Alex Schomburg
(American, 1905-1998)
Alex Schomburg is highly respected for being the longest lasting, active science fiction artist whose career spanned over sixty years. His first work appeared in 1925 and he was still producing illustrations in the mid 1980s. In his eighties Schomburg reflected, “I feel very fortunate to be still around to do science fiction art since most of the small group that dominated that field in the 1950s are now gone… Guess I am one of the last.”
Born in Puerto Rico to a German father and Spanish mother, Schomburg moved to New York in 1912. He showed promise in art at a young age and by 1923 he opened an art studio with his three brothers in midtown Manhattan. They created advertisements for companies such as General Electric and Sanka Coffee, among others.

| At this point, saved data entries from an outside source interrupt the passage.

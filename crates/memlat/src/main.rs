//! memlat - memory-layout micro-benchmarks for latency-sensitive systems

use anyhow::Result;
use clap::Parser;
use tracing::info;
use tracing_subscriber::{layer::SubscriberExt, util::SubscriberInitExt};

use memlat_core::workloads::{self, SuiteConfig};
use memlat_core::{format_report, Harness, NumaTopology};

/// memlat - measures how memory layout decisions affect access latency
#[derive(Parser, Debug)]
#[command(author, version, about, long_about = None)]
struct Args {
    /// Timed trials per scenario
    #[arg(long, default_value_t = 1)]
    trials: u32,

    /// Override per-experiment object counts (records, trades, particles)
    #[arg(long)]
    objects: Option<usize>,

    /// Override per-experiment iteration counts (passes, increments)
    #[arg(long)]
    iterations: Option<u64>,

    /// Experiments to run; repeatable. Default: all of
    /// cache_alignment, false_sharing, heap_vs_pool, numa_access, soa_vs_aos
    #[arg(long = "experiment")]
    experiments: Vec<String>,

    /// NUMA node treated as local in the NUMA experiment
    #[arg(long, default_value_t = 0)]
    local_node: usize,

    /// NUMA node treated as remote (default: first other node, if any)
    #[arg(long)]
    remote_node: Option<usize>,

    /// Log level
    #[arg(long, default_value = "info")]
    log_level: String,
}

fn main() -> Result<()> {
    let args = Args::parse();

    // Initialize tracing
    tracing_subscriber::registry()
        .with(
            tracing_subscriber::EnvFilter::try_from_default_env()
                .unwrap_or_else(|_| format!("memlat={}", args.log_level).into()),
        )
        .with(tracing_subscriber::fmt::layer())
        .init();

    info!("memlat {}", env!("CARGO_PKG_VERSION"));
    NumaTopology::detect().log_topology();

    for name in &args.experiments {
        if !workloads::EXPERIMENTS
            .iter()
            .any(|(known, _)| known == name)
        {
            anyhow::bail!("unknown experiment: {name}");
        }
    }

    let config = SuiteConfig {
        trials: args.trials,
        objects: args.objects,
        iterations: args.iterations,
        local_node: args.local_node,
        remote_node: args.remote_node,
    };

    let harness = Harness::new();
    let outcomes = workloads::run_suite(&harness, &config, &args.experiments);

    print!("{}", format_report(&outcomes));

    // Degraded scenarios are completions; only outright failures (e.g. a
    // required capability with no fallback configured) are exit-worthy.
    let failed = outcomes.iter().filter(|o| !o.is_completed()).count();
    if failed > 0 {
        anyhow::bail!("{failed} scenario(s) failed");
    }
    Ok(())
}
//! Region acquisition and release for the four backend strategies.
//!
//! A [`Region`] exclusively owns its raw storage for its entire lifetime and
//! returns it to the platform exactly once, from `Drop`. NUMA-bound regions
//! use `mmap` + `mbind` directly on Linux; everywhere else (and on hosts the
//! capability probe reports as non-NUMA) the strategy transparently degrades
//! to plain aligned heap storage while preserving the same handle shape.

use std::alloc::Layout;
use std::mem;
use std::ptr::NonNull;

use super::BackendError;
use crate::numa::Capability;
use crate::CACHE_LINE_SIZE;

/// Named allocation strategy for a benchmark scenario.
#[derive(Debug, Clone, Copy, PartialEq, Eq)]
pub enum Strategy {
    /// Untyped storage with the default allocator alignment.
    PlainHeap,

    /// Storage whose start address is a multiple of `align`.
    AlignedBlock {
        /// Requested alignment; must be a nonzero power of two.
        align: usize,
    },

    /// Identical placement to [`Strategy::AlignedBlock`], but pre-reserved
    /// as one contiguous run intended to be sliced into equal-sized slots.
    /// The pool never grows; exhaustion is a caller error.
    FixedPool {
        /// Requested alignment; must be a nonzero power of two.
        align: usize,
    },

    /// Storage physically resident on a NUMA node, when the platform
    /// supports it. Degrades to plain-heap semantics otherwise.
    NumaBound {
        /// Target NUMA node.
        node: usize,
    },
}

impl Strategy {
    /// Short name used in logs and reports.
    #[must_use]
    pub fn name(&self) -> &'static str {
        match self {
            Self::PlainHeap => "plain_heap",
            Self::AlignedBlock { .. } => "aligned_block",
            Self::FixedPool { .. } => "fixed_pool",
            Self::NumaBound { .. } => "numa_bound",
        }
    }

    /// The alignment this strategy guarantees for the region base address.
    #[must_use]
    pub fn align(&self) -> usize {
        match self {
            Self::PlainHeap => mem::align_of::<usize>(),
            Self::AlignedBlock { align } | Self::FixedPool { align } => *align,
            // mmap returns page-aligned storage; the heap fallback matches.
            Self::NumaBound { .. } => CACHE_LINE_SIZE,
        }
    }
}

/// How the storage must be returned to the platform.
#[derive(Debug)]
enum Storage {
    /// `std::alloc` storage; freed with the recorded layout.
    Heap(Layout),

    /// Anonymous `mmap` storage; freed with `munmap`.
    #[cfg(target_os = "linux")]
    Mapped,
}

/// An exclusively-owned block of raw storage acquired under a [`Strategy`].
///
/// The region is released exactly once, when the handle is dropped. The
/// harness's scoped-acquisition discipline guarantees this happens on every
/// scenario exit path.
pub struct Region {
    ptr: NonNull<u8>,
    size: usize,
    align: usize,
    strategy: Strategy,
    degraded: bool,
    storage: Storage,
    release_probe: Option<ReleaseProbe>,
}

type ReleaseProbe = Box<dyn FnOnce() + Send>;

impl std::fmt::Debug for Region {
    fn fmt(&self, f: &mut std::fmt::Formatter<'_>) -> std::fmt::Result {
        f.debug_struct("Region")
            .field("ptr", &self.ptr)
            .field("size", &self.size)
            .field("align", &self.align)
            .field("strategy", &self.strategy)
            .field("degraded", &self.degraded)
            .field("storage", &self.storage)
            .field("release_probe", &self.release_probe.is_some())
            .finish()
    }
}

// SAFETY: the region exclusively owns its storage; moving the handle to
// another thread moves that ownership with it.
#[allow(unsafe_code)]
unsafe impl Send for Region {}
//! Error types for NUMA probe and placement operations.

/// Errors that can occur during NUMA operations.
#[derive(Debug, thiserror::Error)]
pub enum NumaError {
    /// Invalid NUMA node
    #[error("invalid NUMA node {node} (system has {available} nodes)")]
    InvalidNode {
        /// The requested node
        node: usize,
        /// Number of available nodes
        available: usize,
    },

    /// Topology detection failed
    #[error("topology detection failed: {0}")]
    TopologyError(String),

    /// System call failed
    #[error("system call failed: {0}")]
    SyscallFailed(#[from] std::io::Error),
}
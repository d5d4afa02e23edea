//! Array-of-structs vs. struct-of-arrays field sum.
//!
//! Summing one field of an AoS array drags the other two fields through
//! the cache with it - a third of every line does work. The SoA layout
//! keeps each field contiguous, so a field-wise pass streams exactly the
//! bytes it needs and the prefetcher sees one linear stream.
//!
//! Both sides build their data before the clock starts; the measured loop
//! is a pure read scan.

use super::SuiteConfig;
use crate::harness::{Harness, ScenarioOutcome};

/// Particles per array unless overridden.
pub const DEFAULT_PARTICLES: usize = 100_000_000;

/// Full passes over the x field per trial unless overridden.
pub const DEFAULT_PASSES: u64 = 1;

/// One particle, fields interleaved in memory.
#[repr(C)]
#[derive(Debug, Clone, Copy, Default)]
pub struct Particle {
    /// Position x.
    pub x: f32,
    /// Position y.
    pub y: f32,
    /// Position z.
    pub z: f32,
}

/// The same particles, each field in its own contiguous array.
#[derive(Debug, Default)]
pub struct ParticlesSoa {
    /// All x positions.
    pub x: Vec<f32>,
    /// All y positions.
    pub y: Vec<f32>,
    /// All z positions.
    pub z: Vec<f32>,
}

impl ParticlesSoa {
    /// `count` particles with the same field values as [`aos_particles`].
    #[must_use]
    pub fn new(count: usize) -> Self {
        Self {
            x: (0..count).map(x_value).collect(),
            y: vec![0.0; count],
            z: vec![0.0; count],
        }
    }
}

/// `count` particles with deterministic x values.
#[must_use]
pub fn aos_particles(count: usize) -> Vec<Particle> {
    (0..count)
        .map(|i| Particle {
            x: x_value(i),
            ..Particle::default()
        })
        .collect()
}

#[allow(clippy::cast_precision_loss)]
fn x_value(i: usize) -> f32 {
    // Small cycle keeps the f32 sum exact for any realistic count.
    (i % 7) as f32
}

fn sum_to_checksum(sum: f32) -> u64 {
    u64::from(sum.to_bits())
}

/// Run the AoS and SoA field-sum scenarios.
pub fn scenarios(harness: &Harness, config: &SuiteConfig) -> Vec<ScenarioOutcome> {
    let count = config.objects.unwrap_or(DEFAULT_PARTICLES);
    let passes = config.iterations.unwrap_or(DEFAULT_PASSES);

    let particles = aos_particles(count);
    let aos = harness.run_workload("soa_vs_aos/aos", config.trials, passes, |passes| {
        let mut sum = 0f32;
        for _ in 0..passes {
            for particle in &particles {
                sum += particle.x;
            }
        }
        sum_to_checksum(sum)
    });
    drop(particles);

    let soa = ParticlesSoa::new(count);
    let soa = harness.run_workload("soa_vs_aos/soa", config.trials, passes, |passes| {
        let mut sum = 0f32;
        for _ in 0..passes {
            for &x in &soa.x {
                sum += x;
            }
        }
        sum_to_checksum(sum)
    });

    vec![aos, soa]
}

#[cfg(test)]
mod tests {
    use super::*;

    #[test]
    fn test_layouts_agree_on_the_sum() {
        let harness = Harness::new();
        let config = SuiteConfig {
            trials: 1,
            objects: Some(10_000),
            iterations: Some(2),
            ..SuiteConfig::default()
        };

        let outcomes = scenarios(&harness, &config);
        let aos = outcomes[0].result().expect("aos completes");
        let soa = outcomes[1].result().expect("soa completes");
        assert_eq!(aos.checksum, soa.checksum);
        assert_ne!(aos.checksum, 0);
    }

    #[test]
    fn test_soa_mirrors_aos_values() {
        let aos = aos_particles(100);
        let soa = ParticlesSoa::new(100);
        for (particle, &x) in aos.iter().zip(&soa.x) {
            assert!((particle.x - x).abs() < f32::EPSILON);
        }
    }
}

Schomburg was first exposed to science fiction in 1925 through the legendary magazine publisher Hugo Gernsback. This began a forty-year career illustrating Gernsback’s Science and Invention, Electrical Experimenter, and Radio Craft magazines. He also did freelance work for many pulps during the 1930s, and by the 1940s, he created covers for Marvel Comics depicting Captain America and the Human Torch ,among other classic characters. Comic book collectors regard Schomburg as one of the finest artists from the Golden Age of Comics.
The 1950s proved to be a prolific time for Schomburg’s science fiction work in magazines and book illustration. By the late 1960s, he was the first artist hired to do conceptual drawings for Stanley Kubrick’s groundbreaking film 2001: A Space Odyssey.